Go through the material line by line and copy each one with the word "negative".

→ **Excerpted data**:
= Beginning of Section =

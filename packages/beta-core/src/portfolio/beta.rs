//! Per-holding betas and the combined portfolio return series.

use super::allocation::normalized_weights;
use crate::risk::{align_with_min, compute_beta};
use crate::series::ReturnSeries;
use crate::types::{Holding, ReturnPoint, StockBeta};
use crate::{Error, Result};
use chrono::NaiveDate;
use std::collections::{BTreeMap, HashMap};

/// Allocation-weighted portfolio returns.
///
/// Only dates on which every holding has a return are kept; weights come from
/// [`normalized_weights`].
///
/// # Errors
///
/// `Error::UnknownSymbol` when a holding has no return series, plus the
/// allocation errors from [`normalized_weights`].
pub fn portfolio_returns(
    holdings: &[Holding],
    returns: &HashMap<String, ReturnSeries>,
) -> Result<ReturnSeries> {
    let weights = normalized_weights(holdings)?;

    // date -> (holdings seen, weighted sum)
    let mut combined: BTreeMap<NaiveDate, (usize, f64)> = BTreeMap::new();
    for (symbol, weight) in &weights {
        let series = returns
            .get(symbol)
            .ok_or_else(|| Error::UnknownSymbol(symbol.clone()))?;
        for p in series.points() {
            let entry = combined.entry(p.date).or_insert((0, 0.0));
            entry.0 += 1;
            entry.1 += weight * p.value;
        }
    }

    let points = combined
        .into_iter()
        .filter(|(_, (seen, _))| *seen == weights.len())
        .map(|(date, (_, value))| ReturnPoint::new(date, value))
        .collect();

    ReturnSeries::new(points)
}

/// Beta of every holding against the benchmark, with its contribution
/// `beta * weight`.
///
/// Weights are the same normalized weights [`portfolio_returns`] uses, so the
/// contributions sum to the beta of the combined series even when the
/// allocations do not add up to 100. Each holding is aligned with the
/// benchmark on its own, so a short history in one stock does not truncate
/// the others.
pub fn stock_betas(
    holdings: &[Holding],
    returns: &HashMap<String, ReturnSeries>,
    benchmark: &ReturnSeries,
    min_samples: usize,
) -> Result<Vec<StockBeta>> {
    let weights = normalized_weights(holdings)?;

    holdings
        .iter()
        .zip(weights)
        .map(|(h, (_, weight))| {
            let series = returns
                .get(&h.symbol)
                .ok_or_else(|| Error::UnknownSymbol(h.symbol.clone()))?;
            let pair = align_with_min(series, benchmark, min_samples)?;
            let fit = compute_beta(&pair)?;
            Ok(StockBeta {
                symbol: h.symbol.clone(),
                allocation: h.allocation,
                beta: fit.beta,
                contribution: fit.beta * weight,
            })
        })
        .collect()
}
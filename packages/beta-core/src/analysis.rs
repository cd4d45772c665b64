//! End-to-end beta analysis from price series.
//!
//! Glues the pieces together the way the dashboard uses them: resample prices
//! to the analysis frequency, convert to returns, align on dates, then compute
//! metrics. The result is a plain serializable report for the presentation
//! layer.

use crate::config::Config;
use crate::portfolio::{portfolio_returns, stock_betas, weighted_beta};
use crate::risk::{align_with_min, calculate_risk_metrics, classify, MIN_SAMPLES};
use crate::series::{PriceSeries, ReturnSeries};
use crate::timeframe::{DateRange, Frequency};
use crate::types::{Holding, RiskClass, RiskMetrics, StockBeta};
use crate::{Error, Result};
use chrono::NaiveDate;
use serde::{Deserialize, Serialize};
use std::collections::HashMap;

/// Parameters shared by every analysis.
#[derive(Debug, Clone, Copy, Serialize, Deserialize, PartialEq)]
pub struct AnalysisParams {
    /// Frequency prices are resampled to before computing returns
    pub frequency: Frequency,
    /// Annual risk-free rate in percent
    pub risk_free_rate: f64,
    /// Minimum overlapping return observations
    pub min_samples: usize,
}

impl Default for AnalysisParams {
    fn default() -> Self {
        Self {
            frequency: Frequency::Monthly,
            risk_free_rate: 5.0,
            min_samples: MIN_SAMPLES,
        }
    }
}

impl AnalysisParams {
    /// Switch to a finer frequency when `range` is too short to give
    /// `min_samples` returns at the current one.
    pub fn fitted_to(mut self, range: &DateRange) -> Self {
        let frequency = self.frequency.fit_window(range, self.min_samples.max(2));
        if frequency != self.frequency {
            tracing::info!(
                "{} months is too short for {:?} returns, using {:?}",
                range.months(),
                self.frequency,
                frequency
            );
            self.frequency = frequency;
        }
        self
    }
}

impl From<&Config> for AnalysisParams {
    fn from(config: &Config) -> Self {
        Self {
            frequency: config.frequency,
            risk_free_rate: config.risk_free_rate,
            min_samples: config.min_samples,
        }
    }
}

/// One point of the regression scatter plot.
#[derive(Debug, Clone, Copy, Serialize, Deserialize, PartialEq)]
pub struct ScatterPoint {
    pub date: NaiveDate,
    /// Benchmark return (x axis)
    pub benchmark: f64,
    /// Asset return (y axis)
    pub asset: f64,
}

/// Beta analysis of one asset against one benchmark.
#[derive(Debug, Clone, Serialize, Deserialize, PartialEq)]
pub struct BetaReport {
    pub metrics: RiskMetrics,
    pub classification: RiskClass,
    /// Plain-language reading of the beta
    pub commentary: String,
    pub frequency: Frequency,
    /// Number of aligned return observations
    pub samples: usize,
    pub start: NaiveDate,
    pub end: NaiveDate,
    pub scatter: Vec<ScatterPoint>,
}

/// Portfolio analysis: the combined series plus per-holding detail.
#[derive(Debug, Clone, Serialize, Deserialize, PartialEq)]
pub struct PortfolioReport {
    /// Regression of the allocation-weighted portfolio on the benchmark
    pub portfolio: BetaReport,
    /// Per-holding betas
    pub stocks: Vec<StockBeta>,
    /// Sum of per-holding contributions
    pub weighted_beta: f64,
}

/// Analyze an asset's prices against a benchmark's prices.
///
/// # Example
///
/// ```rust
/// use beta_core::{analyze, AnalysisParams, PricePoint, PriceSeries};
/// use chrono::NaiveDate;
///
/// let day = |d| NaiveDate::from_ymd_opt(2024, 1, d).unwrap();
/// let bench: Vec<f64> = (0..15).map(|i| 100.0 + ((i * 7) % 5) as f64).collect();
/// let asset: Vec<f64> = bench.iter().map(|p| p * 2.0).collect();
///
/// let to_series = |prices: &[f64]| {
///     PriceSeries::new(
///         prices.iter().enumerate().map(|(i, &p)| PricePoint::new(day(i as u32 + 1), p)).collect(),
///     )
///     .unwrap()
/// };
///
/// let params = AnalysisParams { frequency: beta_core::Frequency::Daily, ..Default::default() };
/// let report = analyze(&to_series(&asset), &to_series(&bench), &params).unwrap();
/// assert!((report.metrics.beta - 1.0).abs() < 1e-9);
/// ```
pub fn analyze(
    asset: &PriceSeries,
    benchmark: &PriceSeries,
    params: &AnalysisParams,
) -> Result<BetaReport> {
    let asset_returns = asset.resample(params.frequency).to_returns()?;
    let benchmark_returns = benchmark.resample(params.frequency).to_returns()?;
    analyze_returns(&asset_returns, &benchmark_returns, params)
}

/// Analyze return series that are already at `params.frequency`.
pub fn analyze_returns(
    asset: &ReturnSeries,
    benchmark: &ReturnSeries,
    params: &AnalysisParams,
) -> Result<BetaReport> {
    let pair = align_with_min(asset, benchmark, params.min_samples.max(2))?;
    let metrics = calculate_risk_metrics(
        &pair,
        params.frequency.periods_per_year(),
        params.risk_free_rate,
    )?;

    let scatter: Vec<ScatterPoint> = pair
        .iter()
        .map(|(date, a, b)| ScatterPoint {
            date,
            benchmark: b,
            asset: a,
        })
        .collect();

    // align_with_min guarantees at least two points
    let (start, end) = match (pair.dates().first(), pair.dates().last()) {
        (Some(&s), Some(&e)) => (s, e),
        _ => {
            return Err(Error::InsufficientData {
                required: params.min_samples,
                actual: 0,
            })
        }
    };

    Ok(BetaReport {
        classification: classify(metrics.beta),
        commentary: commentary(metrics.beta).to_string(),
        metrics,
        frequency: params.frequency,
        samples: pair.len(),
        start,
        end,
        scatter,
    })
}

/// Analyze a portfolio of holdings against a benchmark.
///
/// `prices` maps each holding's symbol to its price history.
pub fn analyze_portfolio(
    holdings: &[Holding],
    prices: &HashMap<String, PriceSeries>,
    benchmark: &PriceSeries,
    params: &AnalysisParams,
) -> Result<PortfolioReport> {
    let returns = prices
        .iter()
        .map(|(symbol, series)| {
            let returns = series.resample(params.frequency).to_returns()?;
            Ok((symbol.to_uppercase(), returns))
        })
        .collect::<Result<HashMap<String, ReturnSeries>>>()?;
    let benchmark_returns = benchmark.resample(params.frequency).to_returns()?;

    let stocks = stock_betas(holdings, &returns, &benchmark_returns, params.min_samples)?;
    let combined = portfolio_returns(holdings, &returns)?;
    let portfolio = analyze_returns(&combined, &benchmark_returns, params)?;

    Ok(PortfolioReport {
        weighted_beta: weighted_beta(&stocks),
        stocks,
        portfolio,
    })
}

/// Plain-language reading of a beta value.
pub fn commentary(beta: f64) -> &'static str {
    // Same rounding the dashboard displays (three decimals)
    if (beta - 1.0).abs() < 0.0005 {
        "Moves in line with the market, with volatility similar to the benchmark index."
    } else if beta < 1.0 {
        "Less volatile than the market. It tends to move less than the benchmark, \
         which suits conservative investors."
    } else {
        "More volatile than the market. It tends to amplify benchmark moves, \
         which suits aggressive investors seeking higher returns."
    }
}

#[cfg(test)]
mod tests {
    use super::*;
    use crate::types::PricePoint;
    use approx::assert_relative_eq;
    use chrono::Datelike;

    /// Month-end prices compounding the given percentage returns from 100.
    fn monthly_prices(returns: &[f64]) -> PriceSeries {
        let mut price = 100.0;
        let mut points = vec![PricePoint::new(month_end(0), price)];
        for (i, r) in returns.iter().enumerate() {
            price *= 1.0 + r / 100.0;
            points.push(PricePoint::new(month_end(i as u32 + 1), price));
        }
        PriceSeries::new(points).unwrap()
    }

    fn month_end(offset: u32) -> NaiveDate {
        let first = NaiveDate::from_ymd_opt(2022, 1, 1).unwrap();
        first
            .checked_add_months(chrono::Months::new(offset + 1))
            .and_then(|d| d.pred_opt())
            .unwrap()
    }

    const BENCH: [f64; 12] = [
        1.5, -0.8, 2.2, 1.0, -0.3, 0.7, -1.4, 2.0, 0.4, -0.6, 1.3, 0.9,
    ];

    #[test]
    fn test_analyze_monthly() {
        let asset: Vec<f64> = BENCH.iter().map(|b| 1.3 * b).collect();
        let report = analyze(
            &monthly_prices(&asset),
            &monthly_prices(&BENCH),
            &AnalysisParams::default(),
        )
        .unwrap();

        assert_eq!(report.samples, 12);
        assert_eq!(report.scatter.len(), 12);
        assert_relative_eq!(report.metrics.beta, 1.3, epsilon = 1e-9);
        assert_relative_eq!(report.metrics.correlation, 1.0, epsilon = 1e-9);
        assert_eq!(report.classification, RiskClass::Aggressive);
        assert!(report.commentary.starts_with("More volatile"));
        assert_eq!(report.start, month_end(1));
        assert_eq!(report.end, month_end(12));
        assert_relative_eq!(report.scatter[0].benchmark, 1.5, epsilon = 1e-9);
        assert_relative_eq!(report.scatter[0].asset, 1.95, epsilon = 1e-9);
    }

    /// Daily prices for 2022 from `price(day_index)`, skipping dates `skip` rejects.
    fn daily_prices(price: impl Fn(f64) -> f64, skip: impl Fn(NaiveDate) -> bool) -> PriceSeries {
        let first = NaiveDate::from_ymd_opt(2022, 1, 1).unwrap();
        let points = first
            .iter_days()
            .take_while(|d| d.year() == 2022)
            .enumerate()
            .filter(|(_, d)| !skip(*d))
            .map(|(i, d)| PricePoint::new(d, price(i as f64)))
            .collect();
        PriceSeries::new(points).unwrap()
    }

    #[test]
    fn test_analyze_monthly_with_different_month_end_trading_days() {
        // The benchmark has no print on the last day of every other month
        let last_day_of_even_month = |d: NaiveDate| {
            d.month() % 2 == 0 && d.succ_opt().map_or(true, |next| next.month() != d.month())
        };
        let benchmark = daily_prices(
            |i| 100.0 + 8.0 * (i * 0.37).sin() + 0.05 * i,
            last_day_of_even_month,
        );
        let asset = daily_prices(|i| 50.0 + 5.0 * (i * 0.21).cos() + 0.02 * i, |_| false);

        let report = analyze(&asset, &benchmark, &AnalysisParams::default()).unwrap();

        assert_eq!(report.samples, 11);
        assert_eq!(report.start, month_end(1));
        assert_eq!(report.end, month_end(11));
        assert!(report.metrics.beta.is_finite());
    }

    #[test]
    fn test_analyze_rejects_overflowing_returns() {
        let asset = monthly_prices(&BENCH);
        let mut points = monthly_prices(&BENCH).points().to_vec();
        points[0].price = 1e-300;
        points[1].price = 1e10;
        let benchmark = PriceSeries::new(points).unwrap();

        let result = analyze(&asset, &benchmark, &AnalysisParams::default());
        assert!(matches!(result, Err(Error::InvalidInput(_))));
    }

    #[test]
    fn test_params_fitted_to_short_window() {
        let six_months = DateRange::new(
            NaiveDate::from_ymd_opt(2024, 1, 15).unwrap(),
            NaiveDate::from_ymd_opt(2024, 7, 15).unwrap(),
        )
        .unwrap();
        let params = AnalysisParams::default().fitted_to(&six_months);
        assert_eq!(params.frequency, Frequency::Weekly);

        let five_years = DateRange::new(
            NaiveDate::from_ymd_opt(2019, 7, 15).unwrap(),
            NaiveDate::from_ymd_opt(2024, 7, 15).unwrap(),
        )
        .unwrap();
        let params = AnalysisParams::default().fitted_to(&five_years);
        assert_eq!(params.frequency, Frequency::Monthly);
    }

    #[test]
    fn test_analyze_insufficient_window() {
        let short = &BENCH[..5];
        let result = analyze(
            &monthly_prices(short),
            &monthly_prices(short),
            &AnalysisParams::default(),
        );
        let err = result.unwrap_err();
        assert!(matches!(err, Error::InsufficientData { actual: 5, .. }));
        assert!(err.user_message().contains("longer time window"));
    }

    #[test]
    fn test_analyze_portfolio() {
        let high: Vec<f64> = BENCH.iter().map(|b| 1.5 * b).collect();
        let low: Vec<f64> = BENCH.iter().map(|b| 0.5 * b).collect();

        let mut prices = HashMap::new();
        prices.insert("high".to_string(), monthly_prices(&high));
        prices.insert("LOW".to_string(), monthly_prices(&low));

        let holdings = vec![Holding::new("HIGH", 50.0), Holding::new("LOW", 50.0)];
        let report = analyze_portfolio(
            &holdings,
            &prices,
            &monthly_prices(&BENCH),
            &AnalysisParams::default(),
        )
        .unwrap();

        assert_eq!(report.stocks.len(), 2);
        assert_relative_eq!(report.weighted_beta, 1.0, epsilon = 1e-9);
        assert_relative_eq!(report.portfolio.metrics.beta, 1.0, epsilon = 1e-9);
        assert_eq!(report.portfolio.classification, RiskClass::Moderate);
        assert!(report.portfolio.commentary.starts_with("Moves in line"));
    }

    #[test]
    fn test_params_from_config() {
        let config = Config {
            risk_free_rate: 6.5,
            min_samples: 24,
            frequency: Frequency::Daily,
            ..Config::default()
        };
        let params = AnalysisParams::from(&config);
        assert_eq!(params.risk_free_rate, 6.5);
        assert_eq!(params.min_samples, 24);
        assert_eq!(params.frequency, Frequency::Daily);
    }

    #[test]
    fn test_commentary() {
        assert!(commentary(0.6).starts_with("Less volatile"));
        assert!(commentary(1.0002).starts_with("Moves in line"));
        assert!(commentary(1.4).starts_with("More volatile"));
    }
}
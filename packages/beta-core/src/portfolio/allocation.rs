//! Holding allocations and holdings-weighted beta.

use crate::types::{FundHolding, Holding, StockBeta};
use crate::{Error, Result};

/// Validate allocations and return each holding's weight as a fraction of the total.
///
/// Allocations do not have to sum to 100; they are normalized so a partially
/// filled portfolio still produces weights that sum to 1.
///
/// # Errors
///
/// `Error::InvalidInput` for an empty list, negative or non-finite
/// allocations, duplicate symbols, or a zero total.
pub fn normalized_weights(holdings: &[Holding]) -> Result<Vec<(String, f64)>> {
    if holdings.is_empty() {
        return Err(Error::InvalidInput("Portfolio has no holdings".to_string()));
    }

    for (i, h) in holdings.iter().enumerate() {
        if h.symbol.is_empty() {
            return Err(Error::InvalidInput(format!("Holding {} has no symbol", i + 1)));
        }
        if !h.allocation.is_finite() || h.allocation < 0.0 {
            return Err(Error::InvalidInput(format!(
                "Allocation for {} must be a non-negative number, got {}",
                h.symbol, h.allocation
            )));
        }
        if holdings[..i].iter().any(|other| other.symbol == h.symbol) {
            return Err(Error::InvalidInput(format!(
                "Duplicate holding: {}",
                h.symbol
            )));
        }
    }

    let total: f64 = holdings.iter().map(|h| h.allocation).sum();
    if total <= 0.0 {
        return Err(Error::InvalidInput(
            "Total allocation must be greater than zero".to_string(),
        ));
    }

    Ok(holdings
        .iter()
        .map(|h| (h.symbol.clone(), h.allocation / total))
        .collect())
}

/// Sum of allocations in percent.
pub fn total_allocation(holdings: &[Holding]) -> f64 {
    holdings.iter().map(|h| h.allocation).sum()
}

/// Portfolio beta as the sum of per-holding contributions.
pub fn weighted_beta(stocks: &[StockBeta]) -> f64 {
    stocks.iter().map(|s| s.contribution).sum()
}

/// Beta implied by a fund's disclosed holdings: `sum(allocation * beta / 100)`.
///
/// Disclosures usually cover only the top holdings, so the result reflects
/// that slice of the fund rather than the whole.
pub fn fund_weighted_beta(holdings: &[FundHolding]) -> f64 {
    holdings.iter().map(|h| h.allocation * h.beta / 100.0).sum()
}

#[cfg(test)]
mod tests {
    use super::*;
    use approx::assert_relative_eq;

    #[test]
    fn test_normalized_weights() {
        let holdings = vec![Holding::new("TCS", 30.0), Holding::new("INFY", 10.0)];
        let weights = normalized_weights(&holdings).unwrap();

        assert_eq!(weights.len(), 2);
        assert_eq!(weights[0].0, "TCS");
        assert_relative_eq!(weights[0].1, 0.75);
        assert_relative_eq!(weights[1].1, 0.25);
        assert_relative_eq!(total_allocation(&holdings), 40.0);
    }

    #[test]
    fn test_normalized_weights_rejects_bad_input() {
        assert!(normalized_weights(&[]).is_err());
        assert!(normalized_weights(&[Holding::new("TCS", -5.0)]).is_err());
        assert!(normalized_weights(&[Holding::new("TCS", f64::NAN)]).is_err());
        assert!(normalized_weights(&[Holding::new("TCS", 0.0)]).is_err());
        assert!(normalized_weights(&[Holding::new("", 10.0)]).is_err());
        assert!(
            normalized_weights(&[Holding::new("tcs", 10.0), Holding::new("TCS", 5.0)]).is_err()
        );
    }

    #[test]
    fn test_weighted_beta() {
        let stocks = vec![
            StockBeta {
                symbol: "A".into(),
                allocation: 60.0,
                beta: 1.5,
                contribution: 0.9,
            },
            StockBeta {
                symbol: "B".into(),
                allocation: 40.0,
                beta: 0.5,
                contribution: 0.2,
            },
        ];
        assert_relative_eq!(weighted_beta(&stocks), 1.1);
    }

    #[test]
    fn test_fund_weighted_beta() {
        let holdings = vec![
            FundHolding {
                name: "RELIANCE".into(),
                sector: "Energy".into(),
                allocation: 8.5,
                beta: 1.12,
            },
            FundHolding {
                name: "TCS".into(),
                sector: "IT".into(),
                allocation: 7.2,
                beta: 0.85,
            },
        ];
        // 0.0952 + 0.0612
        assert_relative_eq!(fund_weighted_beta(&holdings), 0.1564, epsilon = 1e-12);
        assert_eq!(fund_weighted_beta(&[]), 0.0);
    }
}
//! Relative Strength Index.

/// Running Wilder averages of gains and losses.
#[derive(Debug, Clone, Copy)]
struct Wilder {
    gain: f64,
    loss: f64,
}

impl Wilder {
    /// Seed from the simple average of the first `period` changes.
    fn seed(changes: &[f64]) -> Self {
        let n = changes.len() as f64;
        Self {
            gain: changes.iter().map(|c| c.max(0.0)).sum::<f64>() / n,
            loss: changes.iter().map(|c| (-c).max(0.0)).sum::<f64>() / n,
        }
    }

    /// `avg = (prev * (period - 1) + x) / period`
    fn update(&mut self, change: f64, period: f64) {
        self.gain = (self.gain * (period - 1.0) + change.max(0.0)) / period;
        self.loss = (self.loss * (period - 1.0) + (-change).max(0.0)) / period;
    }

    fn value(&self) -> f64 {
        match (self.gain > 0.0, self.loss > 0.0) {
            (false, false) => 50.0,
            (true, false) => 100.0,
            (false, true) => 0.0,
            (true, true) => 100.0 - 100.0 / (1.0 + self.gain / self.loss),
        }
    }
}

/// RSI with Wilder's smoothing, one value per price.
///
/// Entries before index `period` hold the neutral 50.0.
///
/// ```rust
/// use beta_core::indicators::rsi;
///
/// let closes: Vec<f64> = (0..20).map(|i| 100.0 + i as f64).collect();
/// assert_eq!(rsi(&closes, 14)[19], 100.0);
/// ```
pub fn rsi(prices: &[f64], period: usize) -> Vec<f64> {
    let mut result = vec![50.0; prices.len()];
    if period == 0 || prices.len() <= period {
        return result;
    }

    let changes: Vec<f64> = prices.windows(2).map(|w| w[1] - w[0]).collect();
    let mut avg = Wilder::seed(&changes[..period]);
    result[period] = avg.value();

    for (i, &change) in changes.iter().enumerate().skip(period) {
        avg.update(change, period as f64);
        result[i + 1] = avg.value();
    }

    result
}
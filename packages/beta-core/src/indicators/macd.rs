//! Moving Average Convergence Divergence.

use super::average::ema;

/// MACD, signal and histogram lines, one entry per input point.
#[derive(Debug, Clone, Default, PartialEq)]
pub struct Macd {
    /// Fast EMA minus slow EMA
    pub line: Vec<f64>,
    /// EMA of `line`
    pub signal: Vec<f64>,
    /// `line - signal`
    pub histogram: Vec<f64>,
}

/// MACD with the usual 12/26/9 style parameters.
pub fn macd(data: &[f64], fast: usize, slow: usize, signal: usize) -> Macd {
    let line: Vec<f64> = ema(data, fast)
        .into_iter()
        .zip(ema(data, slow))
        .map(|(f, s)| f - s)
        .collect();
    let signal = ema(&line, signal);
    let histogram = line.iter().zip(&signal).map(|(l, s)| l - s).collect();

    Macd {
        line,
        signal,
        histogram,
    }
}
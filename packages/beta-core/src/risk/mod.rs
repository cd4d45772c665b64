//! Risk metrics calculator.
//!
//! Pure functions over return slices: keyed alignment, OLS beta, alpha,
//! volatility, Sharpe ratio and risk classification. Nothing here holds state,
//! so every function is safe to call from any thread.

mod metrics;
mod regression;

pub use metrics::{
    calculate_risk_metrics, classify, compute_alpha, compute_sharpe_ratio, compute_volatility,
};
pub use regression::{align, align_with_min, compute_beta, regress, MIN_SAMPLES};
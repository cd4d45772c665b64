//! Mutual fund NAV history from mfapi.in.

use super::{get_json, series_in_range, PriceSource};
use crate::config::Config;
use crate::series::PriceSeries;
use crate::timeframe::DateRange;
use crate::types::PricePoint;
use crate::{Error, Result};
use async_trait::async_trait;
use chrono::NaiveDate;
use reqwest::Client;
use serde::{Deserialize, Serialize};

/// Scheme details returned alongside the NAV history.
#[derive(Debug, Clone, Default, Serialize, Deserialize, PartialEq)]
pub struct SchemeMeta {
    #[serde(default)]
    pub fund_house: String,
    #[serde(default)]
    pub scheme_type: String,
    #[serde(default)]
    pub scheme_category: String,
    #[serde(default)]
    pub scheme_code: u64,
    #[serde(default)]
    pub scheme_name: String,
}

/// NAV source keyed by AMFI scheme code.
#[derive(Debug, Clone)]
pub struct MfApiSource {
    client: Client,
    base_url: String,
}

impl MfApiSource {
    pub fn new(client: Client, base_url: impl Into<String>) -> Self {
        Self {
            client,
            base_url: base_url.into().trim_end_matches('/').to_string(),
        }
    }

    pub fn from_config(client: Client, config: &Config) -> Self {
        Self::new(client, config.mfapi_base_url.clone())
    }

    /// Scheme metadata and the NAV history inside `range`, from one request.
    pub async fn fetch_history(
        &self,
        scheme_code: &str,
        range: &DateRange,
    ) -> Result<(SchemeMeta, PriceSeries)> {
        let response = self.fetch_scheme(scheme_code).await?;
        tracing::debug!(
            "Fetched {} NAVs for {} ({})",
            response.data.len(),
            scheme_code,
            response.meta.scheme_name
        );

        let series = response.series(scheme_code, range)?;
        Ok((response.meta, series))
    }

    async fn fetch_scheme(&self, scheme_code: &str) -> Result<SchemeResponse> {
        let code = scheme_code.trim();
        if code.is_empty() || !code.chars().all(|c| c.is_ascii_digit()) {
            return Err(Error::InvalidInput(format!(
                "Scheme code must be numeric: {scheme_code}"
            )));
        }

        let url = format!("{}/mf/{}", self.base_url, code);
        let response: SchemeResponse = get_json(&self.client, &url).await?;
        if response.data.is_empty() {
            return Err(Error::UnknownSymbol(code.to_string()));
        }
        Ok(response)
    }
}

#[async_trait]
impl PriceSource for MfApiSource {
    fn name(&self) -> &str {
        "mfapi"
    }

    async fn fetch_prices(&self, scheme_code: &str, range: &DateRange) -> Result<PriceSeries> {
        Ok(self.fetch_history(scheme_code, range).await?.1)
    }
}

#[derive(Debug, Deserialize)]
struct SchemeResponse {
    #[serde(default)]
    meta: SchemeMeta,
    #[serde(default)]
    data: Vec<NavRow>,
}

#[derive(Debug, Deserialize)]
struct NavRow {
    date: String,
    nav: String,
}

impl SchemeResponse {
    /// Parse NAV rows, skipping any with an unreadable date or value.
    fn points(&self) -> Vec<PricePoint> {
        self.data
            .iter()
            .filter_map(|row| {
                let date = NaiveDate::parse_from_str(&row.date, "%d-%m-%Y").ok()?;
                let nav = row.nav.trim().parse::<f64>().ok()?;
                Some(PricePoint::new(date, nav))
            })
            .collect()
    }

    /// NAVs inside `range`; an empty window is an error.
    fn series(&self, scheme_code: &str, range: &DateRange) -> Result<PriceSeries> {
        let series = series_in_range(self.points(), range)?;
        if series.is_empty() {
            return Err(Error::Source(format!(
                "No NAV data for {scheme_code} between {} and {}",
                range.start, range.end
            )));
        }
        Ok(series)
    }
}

= End of Section =

→ **Exercise response**:
/// `Error::InvalidInput` for an empty list, negative or non-finite
                "Allocation for {} must be a non-negative number, got {}",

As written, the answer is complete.